Day by Day vient de passer des jours compliqués. Selon nos informations, l’enseigne de vente en vrac a vu son chiffre d’affaires fondre de 33 à 25 millions d’euros en deux ans. Les revenus de sa maison mère My Retail Box – la centrale d’achat qui livre les épiceries - ont même reculé de 25 % sur l’exercice annuel clos mi 2022, tombant à 8 millions d’euros, pour une perte nette de 600 000 euros. Il faut dire que Day by Day, 64 magasins à ce jour, a dû multiplier les fermetures (14 en deux ans) : comme ses concurrents, le distributeur est touché par une baisse de fréquentation après de bons résultats enregistrés durant les confinements successifs. Réseau Vrac, l’association des professionnels du secteur, a calculé que sur 900 épiceries dédiées au vrac, près de 170 ont définitivement fermé leurs portes l’an dernier, contre une cinquantaine en 2021.
Mais Didier Onraita, cofondateur et président de l’enseigne, se veut optimiste pour 2023. « On sent un frémissement des ventes depuis le début de l’année, avec une hausse du chiffre d’affaires pour l’essentiel du réseau », assure le patron. Après avoir mis le développement sur pause pendant deux ans, l’entreprise repart à l’offensive. Fin 2022, elle a racheté son concurrent Mademoiselle Vrac, à hauteur de 90 %. Ce réseau de 14 magasins, complémentaire en termes de format et de zone de chalandise, va conserver son enseigne, et pouvoir se structurer en profitant de l’expérience et de la centrale d’achat de Day by Day.
« Des ouvertures sous nos deux enseignes sont prévues dans les mois à venir » ajoute Didier Onraita. L’objectif est de créer une vingtaine de nouveaux points de vente en deux ans pour dépasser 100 magasins fin 2024. Cela a déjà démarré avec l’inauguration, le 24 janvier, d’un « Jour après Jour grand marché Vrac » à Montréal après plusieurs reports.

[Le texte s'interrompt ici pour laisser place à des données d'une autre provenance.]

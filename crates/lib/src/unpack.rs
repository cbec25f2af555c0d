//! Archive unpacker for source tarballs.
//!
//! Supports plain `.tar` plus gzip, bzip2, xz and zstd compression. The format
//! is chosen from the file extension and, failing that, from the leading magic
//! bytes. Entries are validated before extraction so nothing lands outside the
//! destination directory.

use std::fmt;
use std::fs::{self, File};
use std::io::{self, BufReader, Read};
use std::path::{Component, Path, PathBuf};

use thiserror::Error;
use tracing::{debug, info};

use crate::interrupt::{Interrupt, InterruptReason};
use crate::stage::confine::join_within;

#[derive(Debug, Clone, Copy, PartialEq, Eq)]
pub enum Compression {
  None,
  Gzip,
  Bzip2,
  Xz,
  Zstd,
}

impl fmt::Display for Compression {
  fn fmt(&self, f: &mut fmt::Formatter<'_>) -> fmt::Result {
    let name = match self {
      Self::None => "tar",
      Self::Gzip => "gzip",
      Self::Bzip2 => "bzip2",
      Self::Xz => "xz",
      Self::Zstd => "zstd",
    };
    f.write_str(name)
  }
}

#[derive(Debug, Error)]
pub enum UnpackError {
  #[error("failed to open archive {path}: {source}")]
  Open {
    path: PathBuf,
    #[source]
    source: io::Error,
  },

  #[error("failed to create destination {path}: {source}")]
  Destination {
    path: PathBuf,
    #[source]
    source: io::Error,
  },

  #[error("unsupported archive format: {0}")]
  Unsupported(String),

  #[error("corrupt archive {path}: {message}")]
  Corrupt { path: PathBuf, message: String },

  #[error("path traversal detected: {entry}")]
  PathTraversal { entry: String },

  #[error("link '{entry}' points outside the destination: {target}")]
  LinkEscape { entry: String, target: String },

  #[error("extraction {0}")]
  Interrupted(InterruptReason),
}

const UNSUPPORTED_SUFFIXES: &[&str] = &[".zip", ".7z", ".rar", ".tar.lz", ".tar.lzma", ".tar.lz4", ".tar.lzo"];

impl Compression {
  /// Compression implied by the file name, if the name is recognised.
  pub fn from_file_name(name: &str) -> Result<Option<Self>, UnpackError> {
    let name = name.to_ascii_lowercase();
    if let Some(suffix) = UNSUPPORTED_SUFFIXES.iter().find(|s| name.ends_with(*s)) {
      return Err(UnpackError::Unsupported(suffix.trim_start_matches('.').to_string()));
    }
    let found = if name.ends_with(".tar.gz") || name.ends_with(".tgz") {
      Some(Self::Gzip)
    } else if name.ends_with(".tar.bz2") || name.ends_with(".tbz2") || name.ends_with(".tbz") {
      Some(Self::Bzip2)
    } else if name.ends_with(".tar.xz") || name.ends_with(".txz") {
      Some(Self::Xz)
    } else if name.ends_with(".tar.zst") || name.ends_with(".tzst") {
      Some(Self::Zstd)
    } else if name.ends_with(".tar") {
      Some(Self::None)
    } else {
      None
    };
    Ok(found)
  }

  /// Compression identified by the first bytes of the file.
  pub fn sniff(header: &[u8]) -> Option<Self> {
    if header.starts_with(&[0x1f, 0x8b]) {
      Some(Self::Gzip)
    } else if header.starts_with(b"BZh") {
      Some(Self::Bzip2)
    } else if header.starts_with(&[0xfd, b'7', b'z', b'X', b'Z', 0x00]) {
      Some(Self::Xz)
    } else if header.starts_with(&[0x28, 0xb5, 0x2f, 0xfd]) {
      Some(Self::Zstd)
    } else if header.len() >= 262 && &header[257..262] == b"ustar" {
      Some(Self::None)
    } else {
      None
    }
  }

  pub fn detect(path: &Path) -> Result<Self, UnpackError> {
    let name = path.file_name().map(|n| n.to_string_lossy().into_owned()).unwrap_or_default();
    if let Some(found) = Self::from_file_name(&name)? {
      return Ok(found);
    }

    let mut header = Vec::with_capacity(512);
    File::open(path)
      .and_then(|file| file.take(512).read_to_end(&mut header))
      .map_err(|source| UnpackError::Open {
        path: path.to_path_buf(),
        source,
      })?;
    Self::sniff(&header).ok_or_else(|| UnpackError::Unsupported(format!("unrecognised archive '{name}'")))
  }
}

/// Extracts `archive` into `dest`, creating `dest` if needed.
///
/// Returns the number of entries extracted. Permission bits and mtimes are
/// preserved; ownership is not.
pub fn unpack(archive: &Path, dest: &Path, interrupt: Option<&Interrupt>) -> Result<usize, UnpackError> {
  let compression = Compression::detect(archive)?;
  fs::create_dir_all(dest).map_err(|source| UnpackError::Destination {
    path: dest.to_path_buf(),
    source,
  })?;
  let dest = dunce::canonicalize(dest).map_err(|source| UnpackError::Destination {
    path: dest.to_path_buf(),
    source,
  })?;

  let file = File::open(archive).map_err(|source| UnpackError::Open {
    path: archive.to_path_buf(),
    source,
  })?;
  let corrupt = |e: io::Error| UnpackError::Corrupt {
    path: archive.to_path_buf(),
    message: e.to_string(),
  };

  let reader: Box<dyn Read> = match compression {
    Compression::None => Box::new(BufReader::new(file)),
    Compression::Gzip => Box::new(flate2::read::GzDecoder::new(BufReader::new(file))),
    Compression::Bzip2 => Box::new(bzip2::read::BzDecoder::new(BufReader::new(file))),
    Compression::Xz => Box::new(xz2::read::XzDecoder::new(BufReader::new(file))),
    Compression::Zstd => Box::new(zstd::stream::read::Decoder::new(file).map_err(corrupt)?),
  };

  let mut tar = tar::Archive::new(reader);
  tar.set_preserve_permissions(true);
  tar.set_preserve_mtime(true);
  tar.set_overwrite(true);

  let mut count = 0usize;
  for entry in tar.entries().map_err(corrupt)? {
    if let Some(reason) = interrupt.and_then(Interrupt::reason) {
      return Err(UnpackError::Interrupted(reason));
    }
    let mut entry = entry.map_err(corrupt)?;
    let entry_path = entry.path().map_err(corrupt)?.into_owned();
    validate_entry_path(&entry_path)?;
    validate_link(&entry, &entry_path).map_err(|e| match e {
      LinkCheck::Io(io) => corrupt(io),
      LinkCheck::Escape(err) => err,
    })?;

    let unpacked = entry.unpack_in(&dest).map_err(corrupt)?;
    if !unpacked {
      return Err(UnpackError::PathTraversal {
        entry: entry_path.display().to_string(),
      });
    }
    count += 1;
  }

  debug!(archive = %archive.display(), %compression, entries = count, "unpacked");
  info!(archive = %archive.display(), dest = %dest.display(), "extracted archive");
  Ok(count)
}

/// Rejects absolute entry paths and any `..` component.
fn validate_entry_path(path: &Path) -> Result<(), UnpackError> {
  let traversal = path.has_root()
    || path
      .components()
      .any(|c| matches!(c, Component::ParentDir | Component::Prefix(_)));
  if traversal {
    return Err(UnpackError::PathTraversal {
      entry: path.display().to_string(),
    });
  }
  Ok(())
}

enum LinkCheck {
  Io(io::Error),
  Escape(UnpackError),
}

fn validate_link<R: Read>(entry: &tar::Entry<'_, R>, entry_path: &Path) -> Result<(), LinkCheck> {
  let Some(target) = entry.link_name().map_err(LinkCheck::Io)? else {
    return Ok(());
  };
  let escape = || {
    LinkCheck::Escape(UnpackError::LinkEscape {
      entry: entry_path.display().to_string(),
      target: target.display().to_string(),
    })
  };
  if target.has_root() {
    return Err(escape());
  }
  // Hard link names are archive-relative; symlink targets are relative to the entry's directory.
  let base = if entry.header().entry_type().is_hard_link() {
    PathBuf::new()
  } else {
    entry_path.parent().map(Path::to_path_buf).unwrap_or_default()
  };
  match join_within(Path::new(""), &base.join(&target)) {
    Some(_) => Ok(()),
    None => Err(escape()),
  }
}
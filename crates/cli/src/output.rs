//! Terminal output: colored status lines, sizes, durations and JSON.

use std::time::Duration;

use anyhow::Context;
use clap::ValueEnum;
use owo_colors::{OwoColorize, Stream};

#[derive(Debug, Clone, Copy, Default, ValueEnum)]
pub enum OutputFormat {
  #[default]
  Text,
  Json,
}

impl OutputFormat {
  pub fn is_json(self) -> bool {
    matches!(self, OutputFormat::Json)
  }
}

pub mod symbols {
  pub const SUCCESS: &str = "✓";
  pub const ERROR: &str = "✗";
  pub const INFO: &str = "•";
  pub const ARROW: &str = "→";
}

/// First 12 characters of a digest.
pub fn short_digest(digest: &str) -> &str {
  &digest[..digest.len().min(12)]
}

pub fn format_bytes(bytes: u64) -> String {
  const KB: u64 = 1024;
  const MB: u64 = KB * 1024;
  const GB: u64 = MB * 1024;

  match bytes {
    b if b >= GB => format!("{:.1} GB", b as f64 / GB as f64),
    b if b >= MB => format!("{:.1} MB", b as f64 / MB as f64),
    b if b >= KB => format!("{:.1} KB", b as f64 / KB as f64),
    b => format!("{b} B"),
  }
}

/// Rounded to milliseconds, e.g. `1s 500ms`.
pub fn format_duration(duration: Duration) -> String {
  let rounded = Duration::from_millis(duration.as_millis() as u64);
  humantime::format_duration(rounded).to_string()
}

pub fn print_success(message: &str) {
  println!(
    "{} {}",
    symbols::SUCCESS.if_supports_color(Stream::Stdout, |s| s.green()),
    message
  );
}

pub fn print_error(message: &str) {
  eprintln!(
    "{} {}",
    symbols::ERROR.if_supports_color(Stream::Stderr, |s| s.red()),
    message.if_supports_color(Stream::Stderr, |s| s.red())
  );
}

pub fn print_info(message: &str) {
  println!(
    "{} {}",
    symbols::INFO.if_supports_color(Stream::Stdout, |s| s.blue()),
    message
  );
}

pub fn print_stat(label: &str, value: &str) {
  println!(
    "  {}: {}",
    label.if_supports_color(Stream::Stdout, |s| s.dimmed()),
    value
  );
}

pub fn print_json<T: serde::Serialize>(value: &T) -> anyhow::Result<()> {
  let json = serde_json::to_string_pretty(value).context("Failed to serialize to JSON")?;
  println!("{json}");
  Ok(())
}
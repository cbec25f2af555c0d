use std::fmt;
use std::str::FromStr;

use serde::{Deserialize, Serialize};
use thiserror::Error;

/// Target architectures a package definition may declare.
#[derive(Debug, Clone, Copy, PartialEq, Eq, PartialOrd, Ord, Hash, Serialize, Deserialize)]
pub enum Arch {
  #[serde(rename = "x86_64")]
  X86_64,
  #[serde(rename = "aarch64")]
  Aarch64,
  #[serde(rename = "armv7")]
  Armv7,
  #[serde(rename = "i686")]
  I686,
  #[serde(rename = "riscv64")]
  Riscv64,
}

#[derive(Debug, Clone, PartialEq, Eq, Error)]
#[error("unknown architecture '{0}' (expected one of x86_64, aarch64, armv7, i686, riscv64)")]
pub struct ParseArchError(pub String);

impl Arch {
  pub const ALL: [Arch; 5] = [Self::X86_64, Self::Aarch64, Self::Armv7, Self::I686, Self::Riscv64];

  /// Detect the architecture of the running host
  pub fn current() -> Option<Self> {
    match std::env::consts::ARCH {
      "x86_64" => Some(Self::X86_64),
      "aarch64" => Some(Self::Aarch64),
      "arm" => Some(Self::Armv7),
      "x86" => Some(Self::I686),
      "riscv64" => Some(Self::Riscv64),
      _ => None,
    }
  }

  /// Returns the lowercase string identifier for this architecture
  pub fn as_str(&self) -> &'static str {
    match self {
      Self::X86_64 => "x86_64",
      Self::Aarch64 => "aarch64",
      Self::Armv7 => "armv7",
      Self::I686 => "i686",
      Self::Riscv64 => "riscv64",
    }
  }
}

impl FromStr for Arch {
  type Err = ParseArchError;

  fn from_str(s: &str) -> Result<Self, Self::Err> {
    match s {
      "x86_64" | "amd64" => Ok(Self::X86_64),
      "aarch64" | "arm64" => Ok(Self::Aarch64),
      "armv7" => Ok(Self::Armv7),
      "i686" => Ok(Self::I686),
      "riscv64" => Ok(Self::Riscv64),
      other => Err(ParseArchError(other.to_string())),
    }
  }
}

impl fmt::Display for Arch {
  fn fmt(&self, f: &mut fmt::Formatter<'_>) -> fmt::Result {
    write!(f, "{}", self.as_str())
  }
}
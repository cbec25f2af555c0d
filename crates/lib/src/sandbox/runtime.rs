//! Construction of the restricted Lua state.
//!
//! Only the `base` (minus `dofile`/`loadfile`), `table`, `string`, `math`,
//! `utf8` and `coroutine` libraries are opened. The global table gets a
//! metatable that serves host bindings and context globals, and refuses reads
//! of names nobody declared.

use std::rc::Rc;

use mlua::prelude::*;
use mlua::{HookTriggers, StdLib, VmState};

use super::SandboxConfig;
use crate::consts::CONTEXT_GLOBALS;
use crate::host::{self, HostError, HostState};
use crate::interrupt::Interrupt;

const REMOVED_BASE_FUNCTIONS: &[&str] = &["dofile", "loadfile"];

/// `load` restricted to text chunks. An explicit `env` argument is forwarded
/// only when given, since `load(s, n, m, nil)` would clear `_ENV`.
const TEXT_ONLY_LOAD: &str = r##"
local raw_load = load
return function(chunk, name, _, ...)
  if select("#", ...) > 0 then
    return raw_load(chunk, name, "t", ...)
  end
  return raw_load(chunk, name, "t")
end
"##;

/// `pcall`/`xpcall` that re-raise once the build is interrupted, so a
/// protected call cannot swallow a timeout or cancellation.
const INTERRUPT_AWARE_PCALL: &str = r#"
local raw_pcall, raw_xpcall, check = pcall, xpcall, ...
local function pass(...)
  check()
  return ...
end
return function(...) return pass(raw_pcall(...)) end,
  function(...) return pass(raw_xpcall(...)) end
"#;

/// A fresh state plus the table that holds its context globals.
pub(crate) struct Runtime {
  pub lua: Lua,
  pub context: LuaTable,
}

pub(crate) fn create_runtime(config: &SandboxConfig, host: &Rc<HostState>, interrupt: &Interrupt) -> LuaResult<Runtime> {
  let libs = StdLib::TABLE | StdLib::STRING | StdLib::MATH | StdLib::UTF8 | StdLib::COROUTINE;
  let lua = Lua::new_with(libs, LuaOptions::new())?;
  if let Some(limit) = config.memory_limit {
    lua.set_memory_limit(limit)?;
  }

  let globals = lua.globals();
  for name in REMOVED_BASE_FUNCTIONS {
    globals.raw_set(*name, LuaValue::Nil)?;
  }
  let load: LuaFunction = lua.load(TEXT_ONLY_LOAD).set_name("=load").eval()?;
  globals.raw_set("load", load)?;
  globals.raw_set("print", host::create_print(&lua, host)?)?;
  install_protected_calls(&lua, &globals, interrupt.clone())?;

  let bindings = lua.create_table()?;
  host::register_host_api(&lua, &bindings, host)?;
  let context = lua.create_table()?;

  install_global_guard(&lua, &globals, bindings, context.clone())?;
  install_interrupt_hook(&lua, config.instruction_interval, interrupt.clone())?;

  Ok(Runtime { lua, context })
}

fn capability(message: String) -> LuaError {
  LuaError::external(HostError::Capability(message))
}

fn key_name(key: &LuaValue) -> String {
  match key {
    LuaValue::String(s) => s.to_string_lossy().to_string(),
    other => format!("<{}>", other.type_name()),
  }
}

fn is_context_name(key: &LuaValue) -> bool {
  match key {
    LuaValue::String(s) => CONTEXT_GLOBALS.iter().any(|name| &*s.as_bytes() == name.as_bytes()),
    _ => false,
  }
}

fn install_global_guard(lua: &Lua, globals: &LuaTable, bindings: LuaTable, context: LuaTable) -> LuaResult<()> {
  // Names the script assigned at least once, even to nil.
  let declared = lua.create_table()?;
  let metatable = lua.create_table()?;

  {
    let (bindings, context, declared) = (bindings.clone(), context.clone(), declared.clone());
    metatable.raw_set(
      "__index",
      lua.create_function(move |_, (_, key): (LuaTable, LuaValue)| {
        let value: LuaValue = context.raw_get(key.clone())?;
        if !value.is_nil() {
          return Ok(value);
        }
        let value: LuaValue = bindings.raw_get(key.clone())?;
        if !value.is_nil() {
          return Ok(value);
        }
        if is_context_name(&key) || declared.raw_get::<bool>(key.clone())? {
          return Ok(LuaValue::Nil);
        }
        Err(capability(format!("access to undeclared global '{}'", key_name(&key))))
      })?,
    )?;
  }

  metatable.raw_set(
    "__newindex",
    lua.create_function(move |_, (globals, key, value): (LuaTable, LuaValue, LuaValue)| {
      if is_context_name(&key) || !bindings.raw_get::<LuaValue>(key.clone())?.is_nil() {
        return Err(capability(format!("global '{}' is read-only", key_name(&key))));
      }
      declared.raw_set(key.clone(), true)?;
      globals.raw_set(key, value)
    })?,
  )?;

  metatable.raw_set("__metatable", false)?;
  globals.set_metatable(Some(metatable))?;
  Ok(())
}

fn install_protected_calls(lua: &Lua, globals: &LuaTable, interrupt: Interrupt) -> LuaResult<()> {
  let check = lua.create_function(move |_, ()| match interrupt.reason() {
    Some(reason) => Err(LuaError::external(HostError::Interrupted(reason))),
    None => Ok(()),
  })?;
  let (pcall, xpcall): (LuaFunction, LuaFunction) = lua
    .load(INTERRUPT_AWARE_PCALL)
    .set_name("=pcall")
    .call(check)?;
  globals.raw_set("pcall", pcall)?;
  globals.raw_set("xpcall", xpcall)
}

fn install_interrupt_hook(lua: &Lua, every_nth: u32, interrupt: Interrupt) -> LuaResult<()> {
  let triggers = HookTriggers::new().every_nth_instruction(every_nth.max(1));
  lua.set_hook(triggers, move |_, _| match interrupt.reason() {
    Some(reason) => Err(LuaError::external(HostError::Interrupted(reason))),
    None => Ok(VmState::Continue),
  })
}
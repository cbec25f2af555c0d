use thiserror::Error;

use crate::error::ErrorKind;
use crate::fetch::{FetchError, GitError};
use crate::interrupt::InterruptReason;
use crate::stage::{ConfineError, StageError};
use crate::unpack::UnpackError;
use crate::verify::VerifyError;

use super::exec::ExecError;

/// Failure of a host function, raised into Lua as an external error.
#[derive(Debug, Error)]
pub enum HostError {
  #[error("{0}")]
  Capability(String),

  #[error(transparent)]
  Confine(#[from] ConfineError),

  #[error(transparent)]
  Fetch(#[from] FetchError),

  #[error(transparent)]
  Git(#[from] GitError),

  #[error(transparent)]
  Stage(#[from] StageError),

  #[error(transparent)]
  Unpack(#[from] UnpackError),

  #[error(transparent)]
  Verify(#[from] VerifyError),

  #[error(transparent)]
  Exec(#[from] ExecError),

  #[error("invalid regular expression: {0}")]
  Pattern(#[from] regex::Error),

  #[error("malformed JSON: {0}")]
  Format(#[from] serde_json::Error),

  #[error("operation {0}")]
  Interrupted(InterruptReason),
}

fn interrupt_kind(reason: InterruptReason) -> ErrorKind {
  match reason {
    InterruptReason::Cancelled => ErrorKind::Cancelled,
    InterruptReason::TimedOut => ErrorKind::Timeout,
  }
}

fn verify_kind(err: &VerifyError) -> ErrorKind {
  match err {
    VerifyError::InvalidDigest(_) => ErrorKind::Format,
    VerifyError::Read { .. } | VerifyError::Mismatch { .. } => ErrorKind::Io,
  }
}

impl HostError {
  pub fn kind(&self) -> ErrorKind {
    match self {
      Self::Capability(_) | Self::Confine(_) => ErrorKind::Capability,
      Self::Fetch(err) => match err {
        FetchError::Timeout { .. } | FetchError::Status { .. } | FetchError::Transport { .. } => ErrorKind::Network,
        FetchError::HashMismatch { .. } | FetchError::Io { .. } => ErrorKind::Io,
        FetchError::Digest(err) => verify_kind(err),
        FetchError::Interrupted { reason, .. } => interrupt_kind(*reason),
      },
      Self::Git(err) if err.is_network() => ErrorKind::Network,
      Self::Git(GitError::Interrupted { .. }) => ErrorKind::Cancelled,
      Self::Git(_) => ErrorKind::Git,
      Self::Stage(err) if err.is_capability() => ErrorKind::Capability,
      Self::Stage(_) => ErrorKind::Io,
      Self::Unpack(err) => match err {
        UnpackError::Open { .. } | UnpackError::Destination { .. } => ErrorKind::Io,
        UnpackError::Interrupted(reason) => interrupt_kind(*reason),
        _ => ErrorKind::Archive,
      },
      Self::Verify(err) => verify_kind(err),
      Self::Exec(err) => match err {
        ExecError::Disabled => ErrorKind::Capability,
        ExecError::Spawn { .. } => ErrorKind::Io,
        ExecError::Failed { .. } => ErrorKind::Runtime,
        ExecError::Interrupted { reason, .. } => interrupt_kind(*reason),
      },
      Self::Pattern(_) => ErrorKind::Pattern,
      Self::Format(_) => ErrorKind::Format,
      Self::Interrupted(reason) => interrupt_kind(*reason),
    }
  }
}
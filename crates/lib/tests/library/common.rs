//! Shared fixtures for the library integration tests.

use std::fs;
use std::path::Path;
use std::time::Duration;

use buildpkg_lib::build::{ArchSelection, BuildOutcome, BuildReport, BuildRequest, Engine, EngineConfig};
use buildpkg_lib::definition::DefinitionSource;
use buildpkg_lib::fetch::FetchConfig;

/// Engine config rooted entirely inside `root`.
pub fn engine_config(root: &Path) -> EngineConfig {
  EngineConfig {
    parallelism: 4,
    work_root: root.join("work"),
    cache_dir: Some(root.join("cache")),
    phase_timeout: Some(Duration::from_secs(30)),
    fetch: FetchConfig {
      retries: 1,
      backoff: Duration::from_millis(10),
      timeout: Duration::from_secs(10),
      ..FetchConfig::default()
    },
    ..EngineConfig::default()
  }
}

pub fn engine(root: &Path) -> Engine {
  Engine::new(engine_config(root)).unwrap()
}

pub fn source(text: &str) -> DefinitionSource {
  DefinitionSource::from_text("buildpkg.lua", text)
}

pub fn request(text: &str, arch: ArchSelection) -> BuildRequest {
  BuildRequest::new(source(text)).arch(arch)
}

pub fn single(report: BuildReport) -> BuildOutcome {
  assert_eq!(report.outcomes.len(), 1, "{report:?}");
  report.outcomes.into_iter().next().unwrap()
}

/// Number of workspaces left under the work root.
pub fn workspaces(root: &Path) -> usize {
  match fs::read_dir(root.join("work")) {
    Ok(entries) => entries.count(),
    Err(_) => 0,
  }
}

/// A plain tarball with one entry per `(path, contents)`. Paths are written
/// verbatim, including `..` components.
pub fn tarball(entries: &[(&str, &[u8])]) -> Vec<u8> {
  let mut builder = tar::Builder::new(Vec::new());
  for (path, data) in entries {
    let mut header = tar::Header::new_gnu();
    let name = &mut header.as_old_mut().name;
    name[..path.len()].copy_from_slice(path.as_bytes());
    header.set_size(data.len() as u64);
    header.set_mode(0o644);
    header.set_entry_type(tar::EntryType::Regular);
    header.set_cksum();
    builder.append(&header, *data).unwrap();
  }
  builder.into_inner().unwrap()
}

pub fn sha256_hex(data: &[u8]) -> String {
  use sha2::{Digest, Sha256};
  hex::encode(Sha256::digest(data))
}

/// Lua string literal holding `data` byte for byte.
pub fn lua_bytes(data: &[u8]) -> String {
  let mut literal = String::with_capacity(data.len() * 4 + 2);
  literal.push('"');
  for byte in data {
    literal.push_str(&format!("\\{byte}"));
  }
  literal.push('"');
  literal
}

Pour se relancer, Day by Day accepte aussi quelques changements. La société, qui jusqu’ici se reposait exclusivement sur ses franchisés, gère maintenant en direct des magasins. Alors que la crise a essoré certains patrons, l’enseigne a repris leurs épiceries pour ne pas perdre leurs très bons emplacements, dans des grandes villes. Et ce mode de gestion devrait être développé. Par ailleurs, face au développement du e-commerce, l’entreprise a aussi mis en place un drive maison. Une commande passée en ligne peut désormais être récupérée en magasin dans un pot consigné. 18 points de vente proposent déjà ce service. Ils seront une trentaine fin juin, et le parc entier s’y sera mis d’ici la fin de l’année. Enfin, le réseau pourrait nouer des partenariats avec d’autres acteurs. À l’image du corner Day by Day présent dans les rayons de l’hypermarché Cora d’Ermont, en région parisienne, depuis 2019.